* [Work to complete] For each line below with the word "struct", write out a copy.

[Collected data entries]

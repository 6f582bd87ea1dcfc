//! Remote tracking-database contract and in-memory implementation.
//!
//! # Responsibility
//! - Mirror the tracking DB's loosely-typed query/create/update API.
//! - Honor additive vs replacement semantics for multi-entity fields.
//!
//! # Invariants
//! - `update` with `UpdateMode::Add` on a field merges into the existing
//!   array without dropping entries; without a mode the field is replaced
//!   wholesale.
//! - Record ids are assigned once and never reused.
//! - `find` preserves creation order, which resolver scan order depends on.

use crate::store::{StoreError, StoreResult};
use serde_json::{json, Map, Value};
use std::collections::BTreeMap;

/// Equality filter for `find`, the only operator this core needs.
#[derive(Debug, Clone, PartialEq, Eq)]
pub struct FindFilter {
    pub field: String,
    pub value: Value,
}

impl FindFilter {
    /// Builds a `field is value` filter.
    pub fn is(field: impl Into<String>, value: Value) -> Self {
        Self {
            field: field.into(),
            value,
        }
    }
}

/// Per-field update mode for multi-entity fields.
#[derive(Debug, Clone, Copy, PartialEq, Eq)]
pub enum UpdateMode {
    /// Merge into the existing collection instead of replacing it.
    Add,
}

/// Interface the sync core consumes from the tracking database.
///
/// Records cross this boundary as loosely-typed JSON values; callers must
/// go through `store::record` to obtain typed views.
pub trait RemoteStore {
    /// Queries records of one entity type matching every filter, projecting
    /// the requested fields (plus `id` and `type`).
    fn find(
        &self,
        entity_type: &str,
        filters: &[FindFilter],
        fields: &[&str],
    ) -> StoreResult<Vec<Value>>;

    /// Creates one record and returns it with its assigned id.
    fn create(&mut self, entity_type: &str, data: Value) -> StoreResult<Value>;

    /// Updates one record. `multi_entity_update_modes` selects additive
    /// merging per field; fields without a mode are replaced.
    fn update(
        &mut self,
        entity_type: &str,
        id: i64,
        data: Value,
        multi_entity_update_modes: &[(&str, UpdateMode)],
    ) -> StoreResult<Value>;
}

/// Deterministic in-memory tracking DB used by tests and the smoke CLI.
#[derive(Debug)]
pub struct InMemoryRemoteStore {
    tables: BTreeMap<String, Vec<Value>>,
    next_id: i64,
}

impl Default for InMemoryRemoteStore {
    fn default() -> Self {
        let mut tables = BTreeMap::new();
        tables.insert(super::record::SHOT_ENTITY.to_string(), Vec::new());
        tables.insert(super::record::TAG_ENTITY.to_string(), Vec::new());
        Self { tables, next_id: 1 }
    }
}

impl InMemoryRemoteStore {
    pub fn new() -> Self {
        Self::default()
    }

    /// Seeds a project tag entity directly, returning its assigned id.
    pub fn seed_project_tag(&mut self, project_id: i64, name: &str) -> i64 {
        let id = self.take_id();
        let record = json!({
            "id": id,
            "type": super::record::TAG_ENTITY,
            "code": name,
            "project_id": project_id,
        });
        self.push_record(super::record::TAG_ENTITY, record);
        id
    }

    /// Seeds a shot entity with pre-assigned tag references.
    pub fn seed_shot(
        &mut self,
        project_id: i64,
        sequence: &str,
        code: &str,
        tags: &[(i64, &str)],
    ) -> i64 {
        let id = self.take_id();
        let tag_refs: Vec<Value> = tags
            .iter()
            .map(|(tag_id, name)| json!({ "id": tag_id, "name": name }))
            .collect();
        let record = json!({
            "id": id,
            "type": super::record::SHOT_ENTITY,
            "code": code,
            "sequence": { "name": sequence },
            "project_id": project_id,
            "tags": tag_refs,
        });
        self.push_record(super::record::SHOT_ENTITY, record);
        id
    }

    fn take_id(&mut self) -> i64 {
        let id = self.next_id;
        self.next_id += 1;
        id
    }

    fn push_record(&mut self, entity_type: &str, record: Value) {
        self.tables
            .entry(entity_type.to_string())
            .or_default()
            .push(record);
    }

    fn table(&self, entity_type: &str) -> StoreResult<&Vec<Value>> {
        self.tables
            .get(entity_type)
            .ok_or_else(|| StoreError::UnknownEntityType(entity_type.to_string()))
    }

    fn table_mut(&mut self, entity_type: &str) -> StoreResult<&mut Vec<Value>> {
        self.tables
            .get_mut(entity_type)
            .ok_or_else(|| StoreError::UnknownEntityType(entity_type.to_string()))
    }
}

impl RemoteStore for InMemoryRemoteStore {
    fn find(
        &self,
        entity_type: &str,
        filters: &[FindFilter],
        fields: &[&str],
    ) -> StoreResult<Vec<Value>> {
        let records = self.table(entity_type)?;
        let mut matched = Vec::new();
        for record in records {
            if filters
                .iter()
                .all(|filter| record.get(filter.field.as_str()) == Some(&filter.value))
            {
                matched.push(project_fields(record, fields));
            }
        }
        Ok(matched)
    }

    fn create(&mut self, entity_type: &str, data: Value) -> StoreResult<Value> {
        // Validate the table before consuming an id.
        self.table(entity_type)?;
        let id = self.take_id();

        let mut record = match data {
            Value::Object(map) => map,
            other => {
                return Err(StoreError::InvalidRecord(format!(
                    "create payload must be an object, got {other}"
                )))
            }
        };
        record.insert("id".to_string(), json!(id));
        record.insert("type".to_string(), json!(entity_type));
        let record = Value::Object(record);

        self.push_record(entity_type, record.clone());
        Ok(record)
    }

    fn update(
        &mut self,
        entity_type: &str,
        id: i64,
        data: Value,
        multi_entity_update_modes: &[(&str, UpdateMode)],
    ) -> StoreResult<Value> {
        let entity_name = entity_type.to_string();
        let records = self.table_mut(entity_type)?;
        let record = records
            .iter_mut()
            .find(|record| record.get("id").and_then(Value::as_i64) == Some(id))
            .ok_or(StoreError::RecordNotFound {
                entity_type: entity_name,
                id,
            })?;

        let updates = match data {
            Value::Object(map) => map,
            other => {
                return Err(StoreError::InvalidRecord(format!(
                    "update payload must be an object, got {other}"
                )))
            }
        };

        for (field, value) in updates {
            let additive = multi_entity_update_modes
                .iter()
                .any(|(mode_field, mode)| *mode_field == field && *mode == UpdateMode::Add);
            if additive {
                merge_multi_entity_field(record, &field, value);
            } else if let Some(target) = record.as_object_mut() {
                target.insert(field, value);
            }
        }

        Ok(record.clone())
    }
}

/// Merges an array of entity references into `record[field]`, deduplicating
/// on the reference `id`.
fn merge_multi_entity_field(record: &mut Value, field: &str, incoming: Value) {
    let incoming_refs = match incoming {
        Value::Array(refs) => refs,
        other => {
            if let Some(target) = record.as_object_mut() {
                target.insert(field.to_string(), other);
            }
            return;
        }
    };

    let Some(target) = record.as_object_mut() else {
        return;
    };
    let existing = target
        .entry(field.to_string())
        .or_insert_with(|| Value::Array(Vec::new()));
    let Some(existing_refs) = existing.as_array_mut() else {
        *existing = Value::Array(incoming_refs);
        return;
    };

    for reference in incoming_refs {
        let reference_id = reference.get("id").and_then(Value::as_i64);
        let already_assigned = existing_refs
            .iter()
            .any(|known| known.get("id").and_then(Value::as_i64) == reference_id);
        if !already_assigned {
            existing_refs.push(reference);
        }
    }
}

fn project_fields(record: &Value, fields: &[&str]) -> Value {
    let mut projected = Map::new();
    for key in ["id", "type"] {
        if let Some(value) = record.get(key) {
            projected.insert(key.to_string(), value.clone());
        }
    }
    for field in fields {
        if let Some(value) = record.get(*field) {
            projected.insert((*field).to_string(), value.clone());
        }
    }
    Value::Object(projected)
}

#[cfg(test)]
mod tests {
    use super::{FindFilter, InMemoryRemoteStore, RemoteStore, UpdateMode};
    use crate::store::record::{SHOT_ENTITY, SHOT_TAGS_FIELD, TAG_ENTITY};
    use crate::store::StoreError;
    use serde_json::{json, Value};

    #[test]
    fn find_filters_by_equality_and_projects_fields() {
        let mut remote = InMemoryRemoteStore::new();
        remote.seed_project_tag(1, "approved");
        remote.seed_project_tag(2, "other-project");

        let found = remote
            .find(
                TAG_ENTITY,
                &[FindFilter::is("project_id", json!(1))],
                &["code"],
            )
            .unwrap();
        assert_eq!(found.len(), 1);
        assert_eq!(found[0].get("code"), Some(&json!("approved")));
        assert!(found[0].get("project_id").is_none());
        assert!(found[0].get("id").is_some());
    }

    #[test]
    fn additive_update_merges_without_duplicates() {
        let mut remote = InMemoryRemoteStore::new();
        let tag_id = remote.seed_project_tag(1, "X");
        let shot_id = remote.seed_shot(1, "AB", "010", &[(tag_id, "X")]);

        remote
            .update(
                SHOT_ENTITY,
                shot_id,
                json!({ SHOT_TAGS_FIELD: [
                    { "id": tag_id, "name": "X" },
                    { "id": 99, "name": "Y" },
                ]}),
                &[(SHOT_TAGS_FIELD, UpdateMode::Add)],
            )
            .unwrap();

        let shots = remote
            .find(SHOT_ENTITY, &[], &[SHOT_TAGS_FIELD])
            .unwrap();
        let tags = shots[0].get(SHOT_TAGS_FIELD).and_then(Value::as_array);
        assert_eq!(tags.map(Vec::len), Some(2));
    }

    #[test]
    fn plain_update_replaces_the_field() {
        let mut remote = InMemoryRemoteStore::new();
        let tag_id = remote.seed_project_tag(1, "X");
        let shot_id = remote.seed_shot(1, "AB", "010", &[(tag_id, "X")]);

        remote
            .update(SHOT_ENTITY, shot_id, json!({ SHOT_TAGS_FIELD: [] }), &[])
            .unwrap();

        let shots = remote
            .find(SHOT_ENTITY, &[], &[SHOT_TAGS_FIELD])
            .unwrap();
        let tags = shots[0].get(SHOT_TAGS_FIELD).and_then(Value::as_array);
        assert_eq!(tags.map(Vec::len), Some(0));
    }

    #[test]
    fn update_of_missing_record_fails() {
        let mut remote = InMemoryRemoteStore::new();
        let error = remote
            .update(SHOT_ENTITY, 404, json!({}), &[])
            .unwrap_err();
        assert_eq!(
            error,
            StoreError::RecordNotFound {
                entity_type: SHOT_ENTITY.to_string(),
                id: 404
            }
        );
    }
}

* [Completed task]
pub struct FindFilter {
pub struct InMemoryRemoteStore {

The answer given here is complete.